Exercise goal:
Repeat all the data word for word.

(Collected data)
########

//! Command execution against a single node
//!
//! The parsers never talk to the network. Anything that can send a command to
//! an endpoint and hand back the complete reply text can feed them.

use std::time::Duration;
use tracing::{debug, warn};

use crate::config::RedisConfig;
use crate::error::CommandError;

/// Synchronous "send command, return raw reply" capability.
///
/// Implementations must release whatever connection they open before
/// returning, on success and on every error path.
pub trait CommandExecutor: Send + Sync {
    fn execute(&self, endpoint: &str, args: &[&str]) -> Result<String, CommandError>;
}

/// [`CommandExecutor`] backed by the `redis` crate's blocking client.
///
/// Opens one connection per call; the connection is dropped (and closed)
/// when the call returns.
#[derive(Debug, Clone)]
pub struct RedisExecutor {
    connect_timeout: Duration,
    response_timeout: Duration,
}

impl RedisExecutor {
    pub fn new(connect_timeout: Duration, response_timeout: Duration) -> Self {
        Self {
            connect_timeout,
            response_timeout,
        }
    }

    pub fn from_config(config: &RedisConfig) -> Self {
        Self::new(config.connect_timeout(), config.response_timeout())
    }

    fn connect(&self, endpoint: &str) -> Result<redis::Connection, CommandError> {
        let connect_failed = |source| CommandError::ConnectFailed {
            endpoint: endpoint.to_string(),
            source,
        };

        let client = redis::Client::open(format!("redis://{}/", endpoint)).map_err(connect_failed)?;
        let connection = client
            .get_connection_with_timeout(self.connect_timeout)
            .map_err(connect_failed)?;

        let timeout = Some(self.response_timeout);
        connection.set_read_timeout(timeout).map_err(connect_failed)?;
        connection.set_write_timeout(timeout).map_err(connect_failed)?;
        Ok(connection)
    }
}

impl Default for RedisExecutor {
    fn default() -> Self {
        Self::from_config(&RedisConfig::default())
    }
}

impl CommandExecutor for RedisExecutor {
    fn execute(&self, endpoint: &str, args: &[&str]) -> Result<String, CommandError> {
        let Some((name, rest)) = args.split_first() else {
            return Err(CommandError::EmptyCommand);
        };

        let mut connection = self.connect(endpoint)?;

        let mut cmd = redis::cmd(name);
        for arg in rest {
            cmd.arg(*arg);
        }

        debug!("Sending {} to {}", args.join(" "), endpoint);
        cmd.query::<String>(&mut connection).map_err(|source| {
            warn!("{} failed on {}: {}", name, endpoint, source);
            CommandError::Failed {
                endpoint: endpoint.to_string(),
                command: args.join(" "),
                source,
            }
        })
    }
}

########

Expected answer:
//! Command execution against a single node
//!
//! The parsers never talk to the network. Anything that can send a command to
//! an endpoint and hand back the complete reply text can feed them.

use std::time::Duration;
use tracing::{debug, warn};

use crate::config::RedisConfig;
use crate::error::CommandError;

/// Synchronous "send command, return raw reply" capability.
///
/// Implementations must release whatever connection they open before
/// returning, on success and on every error path.
pub trait CommandExecutor: Send + Sync {
    fn execute(&self, endpoint: &str, args: &[&str]) -> Result<String, CommandError>;
}

/// [`CommandExecutor`] backed by the `redis` crate's blocking client.
///
/// Opens one connection per call; the connection is dropped (and closed)
/// when the call returns.
#[derive(Debug, Clone)]
pub struct RedisExecutor {
    connect_timeout: Duration,
    response_timeout: Duration,
}

impl RedisExecutor {
    pub fn new(connect_timeout: Duration, response_timeout: Duration) -> Self {
        Self {
            connect_timeout,
            response_timeout,
        }
    }

    pub fn from_config(config: &RedisConfig) -> Self {
        Self::new(config.connect_timeout(), config.response_timeout())
    }

    fn connect(&self, endpoint: &str) -> Result<redis::Connection, CommandError> {
        let connect_failed = |source| CommandError::ConnectFailed {
            endpoint: endpoint.to_string(),
            source,
        };

        let client = redis::Client::open(format!("redis://{}/", endpoint)).map_err(connect_failed)?;
        let connection = client
            .get_connection_with_timeout(self.connect_timeout)
            .map_err(connect_failed)?;

        let timeout = Some(self.response_timeout);
        connection.set_read_timeout(timeout).map_err(connect_failed)?;
        connection.set_write_timeout(timeout).map_err(connect_failed)?;
        Ok(connection)
    }
}

impl Default for RedisExecutor {
    fn default() -> Self {
        Self::from_config(&RedisConfig::default())
    }
}

impl CommandExecutor for RedisExecutor {
    fn execute(&self, endpoint: &str, args: &[&str]) -> Result<String, CommandError> {
        let Some((name, rest)) = args.split_first() else {
            return Err(CommandError::EmptyCommand);
        };

        let mut connection = self.connect(endpoint)?;

        let mut cmd = redis::cmd(name);
        for arg in rest {
            cmd.arg(*arg);
        }

        debug!("Sending {} to {}", args.join(" "), endpoint);
        cmd.query::<String>(&mut connection).map_err(|source| {
            warn!("{} failed on {}: {}", name, endpoint, source);
            CommandError::Failed {
                endpoint: endpoint.to_string(),
                command: args.join(" "),
                source,
            }
        })
    }
}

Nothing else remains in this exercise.